→ **THE TASK**
For each entry below, output it exactly as it stands.
◆ ◆ ◆
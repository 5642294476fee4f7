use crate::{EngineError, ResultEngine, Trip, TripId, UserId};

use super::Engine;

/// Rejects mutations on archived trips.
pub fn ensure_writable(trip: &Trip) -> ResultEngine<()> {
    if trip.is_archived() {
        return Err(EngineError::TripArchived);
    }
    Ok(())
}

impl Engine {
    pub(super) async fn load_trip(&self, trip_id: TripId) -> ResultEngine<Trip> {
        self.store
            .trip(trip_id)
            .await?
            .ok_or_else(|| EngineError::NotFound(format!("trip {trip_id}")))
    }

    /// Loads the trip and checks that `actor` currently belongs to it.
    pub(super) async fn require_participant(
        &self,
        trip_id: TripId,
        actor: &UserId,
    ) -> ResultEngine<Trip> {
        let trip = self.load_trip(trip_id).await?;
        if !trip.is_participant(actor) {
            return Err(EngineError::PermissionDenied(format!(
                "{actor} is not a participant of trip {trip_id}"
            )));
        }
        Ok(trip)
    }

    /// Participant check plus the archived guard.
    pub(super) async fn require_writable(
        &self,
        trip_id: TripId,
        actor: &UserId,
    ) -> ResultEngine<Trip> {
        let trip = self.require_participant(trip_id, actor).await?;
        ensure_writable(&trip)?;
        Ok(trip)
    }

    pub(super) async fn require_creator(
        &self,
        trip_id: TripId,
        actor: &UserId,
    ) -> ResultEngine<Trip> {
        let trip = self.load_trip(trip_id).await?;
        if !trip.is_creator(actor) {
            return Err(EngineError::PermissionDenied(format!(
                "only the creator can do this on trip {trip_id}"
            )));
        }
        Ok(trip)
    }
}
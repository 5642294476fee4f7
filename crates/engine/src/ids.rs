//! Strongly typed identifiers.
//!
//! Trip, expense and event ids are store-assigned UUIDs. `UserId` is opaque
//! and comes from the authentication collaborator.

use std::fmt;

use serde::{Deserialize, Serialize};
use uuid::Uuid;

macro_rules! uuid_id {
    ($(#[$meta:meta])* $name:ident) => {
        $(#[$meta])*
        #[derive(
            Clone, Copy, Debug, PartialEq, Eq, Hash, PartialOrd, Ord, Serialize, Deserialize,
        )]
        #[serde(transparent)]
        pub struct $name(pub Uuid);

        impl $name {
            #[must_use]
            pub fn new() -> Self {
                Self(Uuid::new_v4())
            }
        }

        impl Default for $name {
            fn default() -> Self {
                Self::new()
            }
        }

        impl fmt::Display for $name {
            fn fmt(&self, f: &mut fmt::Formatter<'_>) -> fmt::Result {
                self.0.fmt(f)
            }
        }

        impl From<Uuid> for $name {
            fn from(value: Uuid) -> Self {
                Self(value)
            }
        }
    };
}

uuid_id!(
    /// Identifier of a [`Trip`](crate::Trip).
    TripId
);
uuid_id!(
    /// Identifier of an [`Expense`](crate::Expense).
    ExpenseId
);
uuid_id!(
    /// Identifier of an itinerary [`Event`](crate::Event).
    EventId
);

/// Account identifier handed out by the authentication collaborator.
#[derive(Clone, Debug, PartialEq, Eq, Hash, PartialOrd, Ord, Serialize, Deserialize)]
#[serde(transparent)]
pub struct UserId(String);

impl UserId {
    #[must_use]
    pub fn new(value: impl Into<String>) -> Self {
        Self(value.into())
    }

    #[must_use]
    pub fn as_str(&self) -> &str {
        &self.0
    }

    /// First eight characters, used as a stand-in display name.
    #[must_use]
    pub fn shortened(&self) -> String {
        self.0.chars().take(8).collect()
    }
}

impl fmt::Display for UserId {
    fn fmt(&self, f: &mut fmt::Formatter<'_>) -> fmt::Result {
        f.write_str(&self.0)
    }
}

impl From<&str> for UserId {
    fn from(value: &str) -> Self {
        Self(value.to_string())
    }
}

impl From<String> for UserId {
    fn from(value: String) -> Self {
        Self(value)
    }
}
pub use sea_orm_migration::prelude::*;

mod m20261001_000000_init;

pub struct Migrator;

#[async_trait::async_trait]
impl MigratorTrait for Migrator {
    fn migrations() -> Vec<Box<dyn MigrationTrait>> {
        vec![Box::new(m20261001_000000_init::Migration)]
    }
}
◆ ◆ ◆
→ **TASK RESULT**
repository 5642294476fee4f7
use crate::{EngineError, ResultEngine, Trip, TripId, UserId};

use super::Engine;

/// Rejects mutations on archived trips.
pub fn ensure_writable(trip: &Trip) -> ResultEngine<()> {
    if trip.is_archived() {
        return Err(EngineError::TripArchived);
    }
    Ok(())
}

impl Engine {
    pub(super) async fn load_trip(&self, trip_id: TripId) -> ResultEngine<Trip> {
        self.store
            .trip(trip_id)
            .await?
            .ok_or_else(|| EngineError::NotFound(format!("trip {trip_id}")))
    }

    /// Loads the trip and checks that `actor` currently belongs to it.
    pub(super) async fn require_participant(
        &self,
        trip_id: TripId,
        actor: &UserId,
    ) -> ResultEngine<Trip> {
        let trip = self.load_trip(trip_id).await?;
        if !trip.is_participant(actor) {
            return Err(EngineError::PermissionDenied(format!(
                "{actor} is not a participant of trip {trip_id}"
            )));
        }
        Ok(trip)
    }

    /// Participant check plus the archived guard.
    pub(super) async fn require_writable(
        &self,
        trip_id: TripId,
        actor: &UserId,
    ) -> ResultEngine<Trip> {
        let trip = self.require_participant(trip_id, actor).await?;
        ensure_writable(&trip)?;
        Ok(trip)
    }

    pub(super) async fn require_creator(
        &self,
        trip_id: TripId,
        actor: &UserId,
    ) -> ResultEngine<Trip> {
        let trip = self.load_trip(trip_id).await?;
        if !trip.is_creator(actor) {
            return Err(EngineError::PermissionDenied(format!(
                "only the creator can do this on trip {trip_id}"
            )));
        }
        Ok(trip)
    }
}
repository 5642294476fee4f7
filename crates/engine/src/ids.rs
//! Strongly typed identifiers.
//!
//! Trip, expense and event ids are store-assigned UUIDs. `UserId` is opaque
//! and comes from the authentication collaborator.

use std::fmt;

use serde::{Deserialize, Serialize};
use uuid::Uuid;

macro_rules! uuid_id {
    ($(#[$meta:meta])* $name:ident) => {
        $(#[$meta])*
        #[derive(
            Clone, Copy, Debug, PartialEq, Eq, Hash, PartialOrd, Ord, Serialize, Deserialize,
        )]
        #[serde(transparent)]
        pub struct $name(pub Uuid);

        impl $name {
            #[must_use]
            pub fn new() -> Self {
                Self(Uuid::new_v4())
            }
        }

        impl Default for $name {
            fn default() -> Self {
                Self::new()
            }
        }

        impl fmt::Display for $name {
            fn fmt(&self, f: &mut fmt::Formatter<'_>) -> fmt::Result {
                self.0.fmt(f)
            }
        }

        impl From<Uuid> for $name {
            fn from(value: Uuid) -> Self {
                Self(value)
            }
        }
    };
}

uuid_id!(
    /// Identifier of a [`Trip`](crate::Trip).
    TripId
);
uuid_id!(
    /// Identifier of an [`Expense`](crate::Expense).
    ExpenseId
);
uuid_id!(
    /// Identifier of an itinerary [`Event`](crate::Event).
    EventId
);

/// Account identifier handed out by the authentication collaborator.
#[derive(Clone, Debug, PartialEq, Eq, Hash, PartialOrd, Ord, Serialize, Deserialize)]
#[serde(transparent)]
pub struct UserId(String);

impl UserId {
    #[must_use]
    pub fn new(value: impl Into<String>) -> Self {
        Self(value.into())
    }

    #[must_use]
    pub fn as_str(&self) -> &str {
        &self.0
    }

    /// First eight characters, used as a stand-in display name.
    #[must_use]
    pub fn shortened(&self) -> String {
        self.0.chars().take(8).collect()
    }
}

impl fmt::Display for UserId {
    fn fmt(&self, f: &mut fmt::Formatter<'_>) -> fmt::Result {
        f.write_str(&self.0)
    }
}

impl From<&str> for UserId {
    fn from(value: &str) -> Self {
        Self(value.to_string())
    }
}

impl From<String> for UserId {
    fn from(value: String) -> Self {
        Self(value)
    }
}
pub use sea_orm_migration::prelude::*;

mod m20261001_000000_init;

pub struct Migrator;

#[async_trait::async_trait]
impl MigratorTrait for Migrator {
    fn migrations() -> Vec<Box<dyn MigrationTrait>> {
        vec![Box::new(m20261001_000000_init::Migration)]
    }
}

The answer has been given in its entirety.